I received my Zyxel NBG5715 and three added 8dBi antennae (at a relatively significant extra cost) today.
Bottom line, the three 8dBi antennae did not seem to help at all versus the stock antennae of the NBG5715.
(The antenna package says 802.11b/g but the site says 802.11b/g/n, so I assume they were compatible with 802/11n signals but I would love confirmation if anyone knows - they are Rosewill 8dBi antennae - RNX-A8-EX.
In any case, the NBG5715 (with stock 2dBi or optional 8dBi antennae) was no better than the E4200 alone for 2.4GHz wireless performance (I did not test 5 GHz).

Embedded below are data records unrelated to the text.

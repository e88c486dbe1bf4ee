use std::io;

/// Failures at the crate's I/O edges. The typing core itself never fails.
#[derive(Debug, thiserror::Error)]
pub enum Error {
    #[error("i/o error: {0}")]
    Io(#[from] io::Error),
    #[error("json error: {0}")]
    Json(#[from] serde_json::Error),
    #[error("word corpus not found: {0}")]
    MissingCorpus(String),
    #[error("word corpus {0} has no words")]
    EmptyCorpus(String),
}

pub type Result<T> = std::result::Result<T, Error>;
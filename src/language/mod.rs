pub mod core;
pub mod selector;

pub use self::core::Corpus;
pub use selector::{FixedProvider, RandomProvider, WordProvider};

#[cfg(test)]
mod tests {
    use super::*;
    use crate::session::Difficulty;

    #[test]
    fn test_embedded_corpus_feeds_provider() {
        let corpus = Corpus::embedded().unwrap();
        let mut provider = RandomProvider::seeded(&corpus, 1);

        let words = provider.random_words(Difficulty::Medium, 5);
        assert_eq!(words.len(), 5);
        assert!(words.iter().all(|w| !w.is_empty()));
    }
}
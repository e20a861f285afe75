//! `Driver` — couples a [`Session`] to a poll subscription.
//!
//! Entering GPS mode starts polling; leaving it drops the subscription,
//! which cancels the task, and discards anything it had already queued so a
//! stale fix can never land after a manual position.

use tokio::sync::mpsc::{self, UnboundedReceiver, UnboundedSender};

use ra_source::{PollConfig, PollEvent, PollSubscription, PositionFetcher};

use crate::{AnnouncementSink, Session, SessionResult, SourceMode};

pub struct Driver<F: PositionFetcher + Clone> {
    session:      Session,
    fetcher:      F,
    poll:         PollConfig,
    subscription: Option<PollSubscription>,
    tx:           UnboundedSender<PollEvent>,
    rx:           UnboundedReceiver<PollEvent>,
}

impl<F: PositionFetcher + Clone> Driver<F> {
    /// Wrap `session`.  No polling happens until [`set_mode`][Self::set_mode]
    /// selects GPS, even if the session already reports GPS mode.
    pub fn new(session: Session, fetcher: F, poll: PollConfig) -> Self {
        let (tx, rx) = mpsc::unbounded_channel();
        Self { session, fetcher, poll, subscription: None, tx, rx }
    }

    pub fn session(&self) -> &Session {
        &self.session
    }

    pub fn session_mut(&mut self) -> &mut Session {
        &mut self.session
    }

    pub fn into_session(self) -> Session {
        self.session
    }

    /// `true` while a poll subscription is held and its task is running.
    pub fn is_polling(&self) -> bool {
        self.subscription.as_ref().is_some_and(PollSubscription::is_active)
    }

    /// Switch source mode, acquiring or releasing the poll subscription.
    ///
    /// Each entry into GPS mode polls a fresh clone of the fetcher.
    ///
    /// # Errors
    ///
    /// Propagates [`PollSubscription::start`] errors; the mode is left
    /// unchanged.
    ///
    /// # Panics
    ///
    /// Entering GPS mode outside a tokio runtime panics.
    pub fn set_mode(&mut self, mode: SourceMode) -> SessionResult<()> {
        match mode {
            SourceMode::Gps => {
                if self.subscription.is_none() {
                    let sub = PollSubscription::start(self.fetcher.clone(), self.poll, self.tx.clone())?;
                    self.subscription = Some(sub);
                }
            }
            SourceMode::Demo => {
                if let Some(sub) = self.subscription.take() {
                    sub.stop();
                }
                let mut stale = 0usize;
                while self.rx.try_recv().is_ok() {
                    stale += 1;
                }
                if stale > 0 {
                    log::debug!("discarded {stale} queued poll event(s)");
                }
            }
        }
        self.session.set_mode(mode);
        Ok(())
    }

    /// Wait for the next poll outcome and apply it to the session.
    ///
    /// Returns `None` immediately when not polling.
    pub async fn next_poll<S: AnnouncementSink>(&mut self, sink: &mut S) -> Option<PollEvent> {
        self.subscription.as_ref()?;
        let event = self.rx.recv().await?;
        self.session.apply_poll_event(&event, sink);
        Some(event)
    }
}
//! Announcement sinks.
//!
//! The tracker only describes what should be said.  A sink decides what that
//! means: write a log line, keep a transcript, play an audio clip.  Sinks are
//! fire-and-forget; nothing they do feeds back into progress.

use std::path::{Path, PathBuf};

use ra_core::Direction;
use ra_progress::AnnouncementEvent;

/// Receives announcements from a [`Session`][crate::Session].
///
/// Only [`announce`][Self::announce] is required; the other hooks default to
/// no-ops.
///
/// # Example — console printer
///
/// ```rust,ignore
/// struct Printer;
///
/// impl AnnouncementSink for Printer {
///     fn announce(&mut self, event: &AnnouncementEvent) {
///         println!("{}", event.message());
///     }
/// }
/// ```
pub trait AnnouncementSink {
    /// Called once per announcement, in the order they fire.
    fn announce(&mut self, event: &AnnouncementEvent);

    /// Called after the direction of travel has been reversed.
    fn on_reverse(&mut self, _direction: Direction) {}

    /// Called when a new traversal starts.
    fn on_start(&mut self, _direction: Direction) {}
}

impl<S: AnnouncementSink + ?Sized> AnnouncementSink for &mut S {
    fn announce(&mut self, event: &AnnouncementEvent) {
        (**self).announce(event);
    }

    fn on_reverse(&mut self, direction: Direction) {
        (**self).on_reverse(direction);
    }

    fn on_start(&mut self, direction: Direction) {
        (**self).on_start(direction);
    }
}

/// A sink that discards everything.
pub struct NoopSink;

impl AnnouncementSink for NoopSink {
    fn announce(&mut self, _event: &AnnouncementEvent) {}
}

/// Writes each announcement's spoken text at `info` level.
pub struct LogSink;

impl AnnouncementSink for LogSink {
    fn announce(&mut self, event: &AnnouncementEvent) {
        log::info!("{}", event.message());
    }

    fn on_reverse(&mut self, direction: Direction) {
        log::info!("now travelling {direction}");
    }
}

/// Keeps every announcement in memory.
#[derive(Debug, Default)]
pub struct RecordingSink {
    pub events:    Vec<AnnouncementEvent>,
    pub reversals: Vec<Direction>,
}

impl RecordingSink {
    pub fn new() -> Self {
        Self::default()
    }

    /// Spoken text of every recorded announcement.
    pub fn messages(&self) -> Vec<String> {
        self.events.iter().map(|e| e.message()).collect()
    }
}

impl AnnouncementSink for RecordingSink {
    fn announce(&mut self, event: &AnnouncementEvent) {
        self.events.push(event.clone());
    }

    fn on_reverse(&mut self, direction: Direction) {
        self.reversals.push(direction);
    }
}

/// Resolves each announcement to `{dir}/{clip_key}.{ext}` and hands the path
/// to a player callback.
///
/// Events with no matching file are logged and skipped; the route may define
/// stops that have no recording.
pub struct ClipSink<P: FnMut(&Path)> {
    dir:    PathBuf,
    ext:    String,
    player: P,
}

impl<P: FnMut(&Path)> ClipSink<P> {
    /// Clips are looked up as `{dir}/{clip_key}.mp3`.
    pub fn new(dir: impl Into<PathBuf>, player: P) -> Self {
        Self { dir: dir.into(), ext: "mp3".to_string(), player }
    }

    /// Use a different file extension.
    pub fn extension(mut self, ext: &str) -> Self {
        self.ext = ext.trim_start_matches('.').to_string();
        self
    }

    /// Path the clip for `event` would be loaded from.
    pub fn clip_path(&self, event: &AnnouncementEvent) -> PathBuf {
        self.dir.join(format!("{}.{}", event.clip_key(), self.ext))
    }
}

impl<P: FnMut(&Path)> AnnouncementSink for ClipSink<P> {
    fn announce(&mut self, event: &AnnouncementEvent) {
        let path = self.clip_path(event);
        if !path.is_file() {
            log::warn!("no clip for {event}: {} not found", path.display());
            return;
        }
        (self.player)(&path);
    }
}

I should note that, in my limited non-scientific tests of 2.4 GHz wireless performance (comparing wireless signal strengths between the two routers), the NBG5715 was not necessarily any worse than my E4200, but certainly not any better either.
Given the added cost of the NBG5715, the fact that the E4200 looks nicer and has a proven track record, I will stick with my Linksys E4200 router and RE1000 range extender.

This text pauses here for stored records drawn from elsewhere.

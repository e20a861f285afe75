//! Position payload from the GPS endpoint.

use serde::Deserialize;

use ra_core::GeoPoint;

use crate::{SourceError, SourceResult};

/// Wire shape of one GPS poll:
///
/// ```json
/// { "latitude": 7.1059, "longitude": 124.83141 }
/// { "latitude": null,   "longitude": null }
/// ```
///
/// Missing keys deserialize as `None`.
#[derive(Debug, Clone, Copy, PartialEq, Default, Deserialize)]
pub struct PositionRecord {
    #[serde(default)]
    pub latitude:  Option<f64>,
    #[serde(default)]
    pub longitude: Option<f64>,
}

/// A position reading, distinguishing "no fix" from a real coordinate.
#[derive(Debug, Clone, Copy, PartialEq)]
pub enum PositionFix {
    Fix(GeoPoint),
    /// The receiver has no fix.  Not a position; never fed to distance
    /// calculations.
    NoFix,
}

impl PositionRecord {
    pub fn new(latitude: f64, longitude: f64) -> Self {
        Self { latitude: Some(latitude), longitude: Some(longitude) }
    }

    /// Decode a JSON body.
    pub fn from_json(body: &str) -> SourceResult<Self> {
        serde_json::from_str(body).map_err(|e| SourceError::Decode(e.to_string()))
    }

    /// Interpret the record.  Either coordinate being `null` is "no fix";
    /// coordinates outside the WGS-84 ranges are an error.
    pub fn to_fix(self) -> SourceResult<PositionFix> {
        match (self.latitude, self.longitude) {
            (Some(lat), Some(lon)) => Ok(PositionFix::Fix(GeoPoint::try_new(lat, lon)?)),
            _ => Ok(PositionFix::NoFix),
        }
    }
}
//! `ra-core` — foundational types for the `route_announcer` workspace.
//!
//! This crate is a dependency of every other `ra-*` crate.  It has no `ra-*`
//! dependencies and minimal external ones (only `rand` and `thiserror`, plus
//! optional `serde`).
//!
//! # What lives here
//!
//! | Module          | Contents                                              |
//! |-----------------|-------------------------------------------------------|
//! | [`geo`]         | `GeoPoint`, haversine distance, linear interpolation  |
//! | [`ids`]         | `StopId`                                              |
//! | [`direction`]   | `Direction` enum (`AtoC` / `CtoA`)                    |
//! | [`rng`]         | `JitterRng` for simulated GPS noise                   |
//! | [`error`]       | `CoreError`, `CoreResult`                             |
//!
//! # Feature flags
//!
//! | Flag    | Effect                                                     |
//! |---------|------------------------------------------------------------|
//! | `serde` | Adds `Serialize`/`Deserialize` to all public types.        |

pub mod direction;
pub mod error;
pub mod geo;
pub mod ids;
pub mod rng;


// ── Re-exports ────────────────────────────────────────────────────────────────

pub use direction::Direction;
pub use error::{CoreError, CoreResult};
pub use geo::{GeoPoint, distance, interpolate};
pub use ids::StopId;
pub use rng::JitterRng;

As I posted before, I suspected this might be the end result.
I will eat the RMA and shipping charges for the router and antennnae.
I guess I could eBay the router instead but I already have a number of items to sell right now).
One of the three antennae packages was missing the antenna and only came with the base, even though the blister pack was completely sealed (some kind of screw-up at the manufacturing / packing facility).
Hopefully the merchant will trust me.
This might explain the lack of 5 GHz signal when using the 2.4 GHz 8dbi antennae:
From the Zyxel product page for the INCLUDED antennae:
"Three 3 x 2dBi detachable dual-band antenna (should be antennae)".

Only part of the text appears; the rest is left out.